Glossary
The terms that show upwhen compliance work gets real.
ISO 27001, NIS2, FAIR, ISMS, Annex A. The vocabulary of governance and risk, defined plainly and in the way Askara Solutions uses each term in real engagements.
Standards & Frameworks
Annex A
The catalogue of 93 information security controls in ISO/IEC 27001:2022, organised into four themes (organisational, people, physical, technological), referenced from the Statement of Applicability.
GDPR
EU regulation that governs the processing of personal data, granting rights to data subjects and imposing obligations on controllers and processors.
ISO 27001
International standard that defines the requirements for an information security management system (ISMS), including risk assessment, control selection, and management review.
NIS2
EU directive that extends cybersecurity obligations to a much wider set of organisations than its predecessor, requiring governance, risk management, incident reporting, and supply-chain security.
SOC 2
AICPA attestation on a service organisation's security, availability, processing integrity, confidentiality, and privacy controls. Issued as Type 1 (point-in-time) or Type 2 (over a period).
Risk Management
Annual Loss Expectancy
The expected annual cost of a risk scenario in financial terms, calculated as Loss Event Frequency multiplied by Loss Magnitude, expressed as a probability distribution rather than a point estimate.
FAIR
Quantitative risk-analysis methodology that expresses cyber risk as financial loss exposure rather than ordinal severity scores, by decomposing it into loss event frequency and loss magnitude.
FAIR-CAM
The FAIR Institute extension that maps control strength and coverage to measurable reductions in loss event frequency, translating control investment decisions into annual loss expectancy changes.
Governance Theatre
The pattern of treating compliance as a documentation exercise rather than a risk-reduction programme, producing audit-ready artefacts while leaving the underlying security exposure unchanged.
Loss Event Frequency
The expected number of times per year that a threat actor's action will succeed and produce a loss, calculated as Threat Event Frequency multiplied by Vulnerability (the probability of success).
Monte Carlo Simulation
Computational technique that samples input variables from their probability distributions and aggregates the outcomes, producing a distribution of plausible results rather than a point estimate.
Open FAIR
Open standard governed by The Open Group that codifies the FAIR risk-quantification methodology as a reference taxonomy.

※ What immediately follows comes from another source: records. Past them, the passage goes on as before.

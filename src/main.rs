use anyhow::Context;
use clap::Parser;
use std::net::SocketAddr;
use std::sync::Arc;
use tracing::info;
use tracing_subscriber::EnvFilter;
use vibeterm::auth::{Authenticator, DisabledAuthenticator, LocalAuthenticator, RateLimiter};
use vibeterm::cli::Args;
use vibeterm::container::{ContainerClient, ContainerRuntime, DockerRuntime};
use vibeterm::owners::OwnerStore;
use vibeterm::reconcile::Reconciler;
use vibeterm::session::SessionManager;
use vibeterm::transport::PollingStation;
use vibeterm::web::{AppState, build_router};
use vibeterm::env;

#[tokio::main]
async fn main() -> anyhow::Result<()> {
    tracing_subscriber::fmt()
        .with_env_filter(
            EnvFilter::try_from_default_env()
                .unwrap_or_else(|_| EnvFilter::new("vibeterm=info,tower_http=info")),
        )
        .init();

    let args = Args::parse();
    info!("Starting vibeterm broker");

    // Authentication: a credential table enables it; without one the broker
    // must stay on loopback.
    let auth: Arc<dyn Authenticator> = match args.resolve_auth_config() {
        Some(path) => {
            let authenticator = LocalAuthenticator::from_file(&path)
                .with_context(|| format!("loading auth config {}", path.display()))?;
            Arc::new(authenticator)
        }
        None => {
            info!("No auth config found; authentication disabled (loopback-only mode)");
            Arc::new(DisabledAuthenticator)
        }
    };

    if !auth.is_enabled() && !args.bind.ip().is_loopback() {
        anyhow::bail!(
            "authentication is disabled; refusing to bind non-loopback address {}",
            args.bind
        );
    }

    let client = ContainerClient::new()
        .await
        .context("connecting to container runtime")?;
    let runtime: Arc<dyn ContainerRuntime> = Arc::new(DockerRuntime::new(client));

    let owners = Arc::new(
        OwnerStore::load(env::owners_file_path(&args.data_dir))
            .await
            .context("loading ownership store")?,
    );

    let manager = Arc::new(SessionManager::new(
        args.manager_config(),
        runtime,
        owners,
    ));

    // Reassociate containers that survived the last broker lifetime before
    // serving any request.
    manager.recover().await;

    let polling = Arc::new(PollingStation::new(manager.clone()));
    Reconciler::new(manager.clone(), polling.clone(), auth.clone()).spawn();

    let state = AppState {
        manager,
        polling,
        auth,
        limiter: Arc::new(RateLimiter::default()),
        secure_cookies: !args.insecure_cookies,
    };
    let app = build_router(state);

    let listener = tokio::net::TcpListener::bind(args.bind)
        .await
        .with_context(|| format!("binding {}", args.bind))?;
    info!("Listening on {}", args.bind);

    axum::serve(
        listener,
        app.into_make_service_with_connect_info::<SocketAddr>(),
    )
    .await
    .context("server error")?;

    Ok(())
}
//! Failed-login rate limiter.
//!
//! Tracks failed attempts per principal and per source address over a
//! sliding window. Either key reaching the cap blocks further attempts for
//! both, so a distributed guesser burning one username and a single host
//! spraying many usernames are both cut off.

use dashmap::DashMap;
use std::time::{Duration, Instant};

use crate::env;

/// Sliding-window failed-login counter.
pub struct RateLimiter {
    max_attempts: usize,
    window: Duration,
    attempts: DashMap<String, Vec<Instant>>,
}

impl Default for RateLimiter {
    fn default() -> Self {
        Self::new(env::RATE_LIMIT_MAX_ATTEMPTS, env::RATE_LIMIT_WINDOW)
    }
}

impl RateLimiter {
    /// Create a limiter allowing `max_attempts` failures per `window` per key.
    pub fn new(max_attempts: usize, window: Duration) -> Self {
        Self {
            max_attempts,
            window,
            attempts: DashMap::new(),
        }
    }

    fn user_key(username: &str) -> String {
        format!("user:{}", username.to_lowercase())
    }

    fn ip_key(address: &str) -> String {
        format!("ip:{}", address)
    }

    fn windowed_count(&self, key: &str) -> usize {
        match self.attempts.get_mut(key) {
            Some(mut entry) => {
                let window = self.window;
                entry.retain(|t| t.elapsed() <= window);
                entry.len()
            }
            None => 0,
        }
    }

    /// Whether either the username or the source address is at the cap.
    pub fn is_blocked(&self, username: &str, address: &str) -> bool {
        self.windowed_count(&Self::user_key(username)) >= self.max_attempts
            || self.windowed_count(&Self::ip_key(address)) >= self.max_attempts
    }

    /// Record a failed attempt under both keys.
    pub fn record_failure(&self, username: &str, address: &str) {
        let now = Instant::now();
        for key in [Self::user_key(username), Self::ip_key(address)] {
            let mut entry = self.attempts.entry(key).or_default();
            entry.retain(|t| t.elapsed() <= self.window);
            entry.push(now);
        }
    }

    /// Clear both keys after a successful login.
    pub fn clear_on_success(&self, username: &str, address: &str) {
        self.attempts.remove(&Self::user_key(username));
        self.attempts.remove(&Self::ip_key(address));
    }

    /// Seconds until the oldest relevant failure ages out, 0 if not blocked.
    pub fn lockout_remaining_secs(&self, username: &str, address: &str) -> u64 {
        if !self.is_blocked(username, address) {
            return 0;
        }
        let oldest = [Self::user_key(username), Self::ip_key(address)]
            .iter()
            .filter_map(|key| self.attempts.get(key))
            .filter_map(|entry| entry.iter().max_by_key(|t| t.elapsed()).copied())
            .max_by_key(|t| t.elapsed());

        match oldest {
            Some(t) => self.window.saturating_sub(t.elapsed()).as_secs(),
            None => 0,
        }
    }
}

The Open FAIR Body of Knowledge is the canonical specification.
Risk Appetite
Board-level statement of how much risk the organisation is prepared to accept in pursuit of its objectives, expressed quantitatively enough to guide trade-offs against control investment.
Risk Assessment
The structured process of identifying threats, estimating likelihood and impact, and producing a defensible record of which risks the organisation accepts, treats, or transfers.
Risk Quantification
The practice of expressing cyber risk as expected annual loss in monetary terms rather than ordinal labels, enabling direct comparison between risk exposure, control investment, and insurance.
Risk Register
The single source of truth recording every identified risk, its assessment, the control treatment chosen, the owner, and the review date.
Risk Scenario
Specific, named description of how a threat could cause loss to the organisation, written precisely enough to drive quantitative estimation of frequency and magnitude.
Threat
Anything with the potential to cause loss to an asset by exploiting a vulnerability, characterised by the actor's motivation, capability, and frequency of attempted action.
Threat Event Frequency
The expected number of times per year that a threat actor will attempt the action that could lead to a loss event, before any consideration of whether the attempt succeeds.
Threat Landscape
The evolving picture of active threat actors, attack techniques, and sector-specific conditions that organisations should factor into risk assessments rather than using generic or historical profiles.
Vulnerability
A weakness in an asset, control, or process that a threat could exploit to cause loss. In FAIR, the probability that a threat event becomes a loss event when an attempt is made.
Security Controls
Access Control
Policies and mechanisms that restrict who can do what within information systems, by reference to identity, role, or attribute, recorded in a form that can be reviewed.
Data Breach
An incident in which personal or confidential data is accessed, disclosed, or destroyed without authorisation, triggering GDPR Article 33 and NIS2 notification obligations.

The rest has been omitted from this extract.